Data excerpts >>
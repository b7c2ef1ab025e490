//! State trait for lifecycle phases.
//!
//! Phases are plain values; inspecting them has no side effects.

use serde::{Deserialize, Serialize};
use std::fmt::Debug;

/// A phase of a lifecycle state machine.
///
/// # Example
///
/// ```rust
/// use dircheckpoint::core::State;
/// use serde::{Deserialize, Serialize};
///
/// #[derive(Clone, PartialEq, Debug, Serialize, Deserialize)]
/// enum Job {
///     Queued,
///     Crawling,
///     Done,
/// }
///
/// impl State for Job {
///     fn name(&self) -> &str {
///         match self {
///             Self::Queued => "Queued",
///             Self::Crawling => "Crawling",
///             Self::Done => "Done",
///         }
///     }
///
///     fn is_final(&self) -> bool {
///         matches!(self, Self::Done)
///     }
/// }
///
/// assert!(Job::Done.is_final());
/// assert!(!Job::Crawling.is_final());
/// ```
pub trait State:
    Clone + PartialEq + Debug + Serialize + for<'de> Deserialize<'de> + Send + Sync
{
    /// Name used in logs and lifecycle events.
    fn name(&self) -> &str;

    /// Whether no further transitions are expected from this state.
    fn is_final(&self) -> bool {
        false
    }
}

#[cfg(test)]
mod tests {
    use super::*;

    #[derive(Clone, PartialEq, Debug, Serialize, Deserialize)]
    enum Light {
        Off,
        On,
        Burnt,
    }

    impl State for Light {
        fn name(&self) -> &str {
            match self {
                Self::Off => "Off",
                Self::On => "On",
                Self::Burnt => "Burnt",
            }
        }

        fn is_final(&self) -> bool {
            matches!(self, Self::Burnt)
        }
    }

    #[derive(Clone, PartialEq, Debug, Serialize, Deserialize)]
    struct Unit;

    impl State for Unit {
        fn name(&self) -> &str {
            "Unit"
        }
    }

    #[test]
    fn default_is_not_final() {
        assert!(!Unit.is_final());
    }

    #[test]
    fn overrides_are_respected() {
        assert!(!Light::Off.is_final());
        assert!(!Light::On.is_final());
        assert!(Light::Burnt.is_final());
        assert_eq!(Light::On.name(), "On");
    }
}
//! Crate-level error type.

use crate::checkpoint::CheckpointError;
use crate::controller::{ConfigError, WorkUnitError};
use thiserror::Error;

/// Errors surfaced by a controller or by the checkpoint store.
#[derive(Debug, Error)]
pub enum Error {
    /// Configuration rejected at construction; nothing was created
    #[error("Invalid controller configuration: {}", describe(.0))]
    Config(Vec<ConfigError>),

    /// Filesystem failure while restoring, creating or clearing
    #[error("Checkpoint operation failed: {0}")]
    Checkpoint(#[from] CheckpointError),

    /// The work unit failed to begin or suspend
    #[error("Work unit failed: {0}")]
    WorkUnit(#[from] WorkUnitError),

    /// The work unit dropped its completion handle without reporting
    #[error("Work unit dropped its completion handle without reporting")]
    Disconnected,

    #[error("Failed to install log subscriber: {0}")]
    Logging(String),
}

fn describe(errors: &[ConfigError]) -> String {
    errors
        .iter()
        .map(ToString::to_string)
        .collect::<Vec<_>>()
        .join("; ")
}

/// Result type for controller operations
pub type Result<T> = std::result::Result<T, Error>;

#[cfg(test)]
mod tests {
    use super::*;

    #[test]
    fn config_error_lists_every_problem() {
        let err = Error::Config(vec![ConfigError::MissingName, ConfigError::ZeroInterval]);
        assert_eq!(
            err.to_string(),
            "Invalid controller configuration: Work unit name not set; \
             Checkpoint interval must be greater than 0"
        );
    }
}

Aim of the task >> A word-for-word repetition of the listing above is required.

Reply to the exercise >>
repository b7c2ef1ab025e490
//! State trait for lifecycle phases.
//!
//! Phases are plain values; inspecting them has no side effects.

use serde::{Deserialize, Serialize};
use std::fmt::Debug;

/// A phase of a lifecycle state machine.
///
/// # Example
///
/// ```rust
/// use dircheckpoint::core::State;
/// use serde::{Deserialize, Serialize};
///
/// #[derive(Clone, PartialEq, Debug, Serialize, Deserialize)]
/// enum Job {
///     Queued,
///     Crawling,
///     Done,
/// }
///
/// impl State for Job {
///     fn name(&self) -> &str {
///         match self {
///             Self::Queued => "Queued",
///             Self::Crawling => "Crawling",
///             Self::Done => "Done",
///         }
///     }
///
///     fn is_final(&self) -> bool {
///         matches!(self, Self::Done)
///     }
/// }
///
/// assert!(Job::Done.is_final());
/// assert!(!Job::Crawling.is_final());
/// ```
pub trait State:
    Clone + PartialEq + Debug + Serialize + for<'de> Deserialize<'de> + Send + Sync
{
    /// Name used in logs and lifecycle events.
    fn name(&self) -> &str;

    /// Whether no further transitions are expected from this state.
    fn is_final(&self) -> bool {
        false
    }
}

#[cfg(test)]
mod tests {
    use super::*;

    #[derive(Clone, PartialEq, Debug, Serialize, Deserialize)]
    enum Light {
        Off,
        On,
        Burnt,
    }

    impl State for Light {
        fn name(&self) -> &str {
            match self {
                Self::Off => "Off",
                Self::On => "On",
                Self::Burnt => "Burnt",
            }
        }

        fn is_final(&self) -> bool {
            matches!(self, Self::Burnt)
        }
    }

    #[derive(Clone, PartialEq, Debug, Serialize, Deserialize)]
    struct Unit;

    impl State for Unit {
        fn name(&self) -> &str {
            "Unit"
        }
    }

    #[test]
    fn default_is_not_final() {
        assert!(!Unit.is_final());
    }

    #[test]
    fn overrides_are_respected() {
        assert!(!Light::Off.is_final());
        assert!(!Light::On.is_final());
        assert!(Light::Burnt.is_final());
        assert_eq!(Light::On.name(), "On");
    }
}
//! Crate-level error type.

use crate::checkpoint::CheckpointError;
use crate::controller::{ConfigError, WorkUnitError};
use thiserror::Error;

/// Errors surfaced by a controller or by the checkpoint store.
#[derive(Debug, Error)]
pub enum Error {
    /// Configuration rejected at construction; nothing was created
    #[error("Invalid controller configuration: {}", describe(.0))]
    Config(Vec<ConfigError>),

    /// Filesystem failure while restoring, creating or clearing
    #[error("Checkpoint operation failed: {0}")]
    Checkpoint(#[from] CheckpointError),

    /// The work unit failed to begin or suspend
    #[error("Work unit failed: {0}")]
    WorkUnit(#[from] WorkUnitError),

    /// The work unit dropped its completion handle without reporting
    #[error("Work unit dropped its completion handle without reporting")]
    Disconnected,

    #[error("Failed to install log subscriber: {0}")]
    Logging(String),
}

fn describe(errors: &[ConfigError]) -> String {
    errors
        .iter()
        .map(ToString::to_string)
        .collect::<Vec<_>>()
        .join("; ")
}

/// Result type for controller operations
pub type Result<T> = std::result::Result<T, Error>;

#[cfg(test)]
mod tests {
    use super::*;

    #[test]
    fn config_error_lists_every_problem() {
        let err = Error::Config(vec![ConfigError::MissingName, ConfigError::ZeroInterval]);
        assert_eq!(
            err.to_string(),
            "Invalid controller configuration: Work unit name not set; \
             Checkpoint interval must be greater than 0"
        );
    }
}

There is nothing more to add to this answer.